» To do:
Working from the line that contains "written by [ScannerState::serialize]." down to the last line below, repeat each line exactly.

» Records shown:
★ ★ ★

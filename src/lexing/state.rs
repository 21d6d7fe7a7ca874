//!
//! The scanner's persisted state.
//!
//! Kept deliberately tiny: the grammar engine snapshots it after
//! every token so it can restart lexing anywhere after an edit.
//!

use thiserror::Error;

///
/// Size of a serialized [ScannerState], in bytes.
///
pub const SERIALIZED_LEN: usize = 4;

///
/// Cross-call lexer state.
///
/// Serialized layout:
/// * byte 0: `in_tune_body` (0/1),
/// * byte 1: `in_text_block` (0/1),
/// * bytes 2..4: `line_number`, big-endian.
///
#[derive(Debug, Clone, Copy, PartialEq, Eq, Hash)]
pub struct ScannerState {
    pub in_tune_body: bool,
    pub in_text_block: bool,

    ///
    /// 1-based number of the line the cursor is on.
    ///
    pub line_number: u16,
}

///
/// Problems decoding a [ScannerState] from bytes.
///
#[derive(Debug, Clone, Error, PartialEq, Eq)]
pub enum StateError {
    #[error("Scanner state needs {expected} bytes, got {0}", expected = SERIALIZED_LEN)]
    TooShort(usize),
}

impl ScannerState {
    ///
    /// State at the start of a document.
    ///
    pub const fn new() -> Self {
        Self {
            in_tune_body: false,
            in_text_block: false,
            line_number: 1,
        }
    }

    pub fn serialize(&self) -> [u8; SERIALIZED_LEN] {
        let [hi, lo] = self.line_number.to_be_bytes();
        [u8::from(self.in_tune_body), u8::from(self.in_text_block), hi, lo]
    }

    ///
    /// Writes the serialized state to the front of `buffer`,
    /// returning the number of bytes written (0 if it doesn't fit).
    ///
    pub fn serialize_into(&self, buffer: &mut [u8]) -> usize {
        match buffer.get_mut(..SERIALIZED_LEN) {
            Some(front) => {
                front.copy_from_slice(&self.serialize());
                SERIALIZED_LEN
            }
            None => 0,
        }
    }

    ///
    /// Restores a state written by [ScannerState::serialize].
    ///
    /// Input shorter than [SERIALIZED_LEN] is ignored, leaving `self` untouched.
    ///
    pub fn deserialize(&mut self, bytes: &[u8]) {
        if let Ok(state) = Self::try_from(bytes) {
            *self = state;
        }
    }

    ///
    /// Count one newline sequence.
    ///
    pub(crate) fn next_line(&mut self) {
        self.line_number = self.line_number.saturating_add(1);
    }
}

impl Default for ScannerState {
    fn default() -> Self {
        Self::new()
    }
}

impl TryFrom<&[u8]> for ScannerState {
    type Error = StateError;

    fn try_from(bytes: &[u8]) -> Result<Self, Self::Error> {
        let [tune_body, text_block, hi, lo] = match bytes.get(..SERIALIZED_LEN) {
            Some(&[a, b, c, d]) => [a, b, c, d],
            _ => return Err(StateError::TooShort(bytes.len())),
        };

        Ok(Self {
            in_tune_body: tune_body != 0,
            in_text_block: text_block != 0,
            line_number: u16::from_be_bytes([hi, lo]),
        })
    }
}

★ ★ ★

» Result for this task:
    /// Restores a state written by [ScannerState::serialize].
    ///
    /// Input shorter than [SERIALIZED_LEN] is ignored, leaving `self` untouched.
    ///
    pub fn deserialize(&mut self, bytes: &[u8]) {
        if let Ok(state) = Self::try_from(bytes) {
            *self = state;
        }
    }

    ///
    /// Count one newline sequence.
    ///
    pub(crate) fn next_line(&mut self) {
        self.line_number = self.line_number.saturating_add(1);
    }
}

impl Default for ScannerState {
    fn default() -> Self {
        Self::new()
    }
}

impl TryFrom<&[u8]> for ScannerState {
    type Error = StateError;

    fn try_from(bytes: &[u8]) -> Result<Self, Self::Error> {
        let [tune_body, text_block, hi, lo] = match bytes.get(..SERIALIZED_LEN) {
            Some(&[a, b, c, d]) => [a, b, c, d],
            _ => return Err(StateError::TooShort(bytes.len())),
        };

        Ok(Self {
            in_tune_body: tune_body != 0,
            in_text_block: text_block != 0,
            line_number: u16::from_be_bytes([hi, lo]),
        })
    }
}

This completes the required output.